Not daring to trust himself to words, Johnson paused to look back over his shoulder at the Girl before plunging forth into the night. But on opening the door all the multitudinous wild noises of the forests reached his ears: Sounds of whispering and rocking storm-tossed pines, sounds of the wind making the rounds of the deep canyon below them, sounds that would have made the blood run cold of a man more daring, even, than himself. Like one petrified he stood blinded, almost, by the great drifts of snow that were being driven into the room, while the cabin rocked and shook and the roof cracked and snapped, the lights flickered, smoked, or sent their tongues of fire upward towards the ceiling, the curtains swayed like pendants in the air, and while baskets, boxes, and other small furnishings of the cabin were blown in every direction.
But it was the Girl’s quick presence of mind that saved them from being buried, literally, under the snow. In an instant she had rushed past him and closed both the outer and inner doors of the cabin; then, going over to the window, she tried to look through the heavily frosted panes; but the falling of the sleet and snow, striking the window like fine shot, made it impossible for her to see more than a few inches away.

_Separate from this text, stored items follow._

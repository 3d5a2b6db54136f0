//! Template compilation (minijinja) with case-conversion filters

use minijinja::{AutoEscape, Environment, UndefinedBehavior};
use serde::{Deserialize, Serialize};
use std::path::{Path, PathBuf};

/// Where template text comes from
#[derive(Debug, Clone, PartialEq, Eq, Deserialize)]
#[serde(from = "String")]
pub enum TemplateSource {
    /// Template text
    Inline(String),
    /// A template file, relative paths resolve against the plugin directory
    File(PathBuf),
}

impl TemplateSource {
    /// Anything without a path separator is template text, the rest is a path
    pub fn parse(source: &str) -> Self {
        if source.contains('/') || source.contains('\\') {
            Self::File(PathBuf::from(source))
        } else {
            Self::Inline(source.to_string())
        }
    }

    pub fn inline(text: impl Into<String>) -> Self {
        Self::Inline(text.into())
    }

    /// Read the template text
    pub fn load(&self, base_dir: &Path) -> std::io::Result<String> {
        match self {
            Self::Inline(text) => Ok(text.clone()),
            Self::File(path) if path.is_absolute() => std::fs::read_to_string(path),
            Self::File(path) => std::fs::read_to_string(base_dir.join(path)),
        }
    }
}

impl From<String> for TemplateSource {
    fn from(source: String) -> Self {
        Self::parse(&source)
    }
}

impl From<&str> for TemplateSource {
    fn from(source: &str) -> Self {
        Self::parse(source)
    }
}

/// Options for a single compilation
#[derive(Debug, Clone, Copy, Default, PartialEq, Eq, Serialize, Deserialize)]
#[serde(rename_all = "camelCase", default)]
pub struct CompileOptions {
    /// Fail on undefined variables instead of rendering them empty
    pub strict: bool,
    /// HTML-escape interpolated values
    pub escape_html: bool,
}

/// Template environment shared by the templates of one plugin
#[derive(Clone)]
pub struct TemplateEngine {
    env: Environment<'static>,
}

impl TemplateEngine {
    pub fn new() -> Self {
        let mut env = Environment::new();
        env.set_keep_trailing_newline(true);
        env.add_filter("camel_case", camel_case);
        env.add_filter("pascal_case", pascal_case);
        env.add_filter("proper_case", pascal_case);
        env.add_filter("kebab_case", kebab_case);
        env.add_filter("snake_case", snake_case);
        env.add_filter("constant_case", constant_case);
        Self { env }
    }

    /// Render template text against `data`
    pub fn render<S: Serialize>(
        &self,
        template: &str,
        data: S,
        options: CompileOptions,
    ) -> Result<String, minijinja::Error> {
        if options == CompileOptions::default() {
            return self.env.render_str(template, data);
        }

        let mut env = self.env.clone();
        if options.strict {
            env.set_undefined_behavior(UndefinedBehavior::Strict);
        }
        if options.escape_html {
            env.set_auto_escape_callback(|_| AutoEscape::Html);
        }
        env.render_str(template, data)
    }
}

impl Default for TemplateEngine {
    fn default() -> Self {
        Self::new()
    }
}

/// Split an identifier into lowercase words on separators and case changes
fn words(input: &str) -> Vec<String> {
    let mut words = Vec::new();
    let mut current = String::new();
    let chars: Vec<char> = input.chars().collect();

    for (i, &c) in chars.iter().enumerate() {
        if !c.is_alphanumeric() {
            if !current.is_empty() {
                words.push(std::mem::take(&mut current));
            }
            continue;
        }

        if c.is_uppercase() && !current.is_empty() {
            let prev = chars[i - 1];
            let next_is_lower = chars.get(i + 1).is_some_and(|n| n.is_lowercase());
            // fooBar | HTTPServer -> HTTP Server
            if prev.is_lowercase() || prev.is_numeric() || (prev.is_uppercase() && next_is_lower) {
                words.push(std::mem::take(&mut current));
            }
        }
        current.extend(c.to_lowercase());
    }

    if !current.is_empty() {
        words.push(current);
    }
    words
}

fn capitalize(word: &str) -> String {
    let mut chars = word.chars();
    match chars.next() {
        Some(first) => first.to_uppercase().chain(chars).collect(),
        None => String::new(),
    }
}

pub fn camel_case(value: String) -> String {
    words(&value)
        .iter()
        .enumerate()
        .map(|(i, w)| if i == 0 { w.clone() } else { capitalize(w) })
        .collect()
}

pub fn pascal_case(value: String) -> String {
    words(&value).iter().map(|w| capitalize(w)).collect()
}

pub fn kebab_case(value: String) -> String {
    words(&value).join("-")
}

pub fn snake_case(value: String) -> String {
    words(&value).join("_")
}

pub fn constant_case(value: String) -> String {
    words(&value).join("_").to_uppercase()
}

“Why, it’s the first time I knew that it—” She cut her sentence short and ended with: “That’s the way we git it up here! Look! Look!”
Whereupon, Johnson went over to the window and put his face close to hers on the frosted panes; a great sea of white snow met his gaze!
“This means—” he said, turning away from the window and meeting her glance—“surely it doesn’t mean that I can’t leave Cloudy to-night?”
“It means you can’t get off the mountain to-night,” calmly answered the Girl.
“Good Lord!” fell from the man’s lips.
“You can’t leave this room to-night,” went on the Girl, decidedly. “Why, you couldn’t find your way three feet from this door—you a stranger! You don’t know the trail anyway unless you can see it.”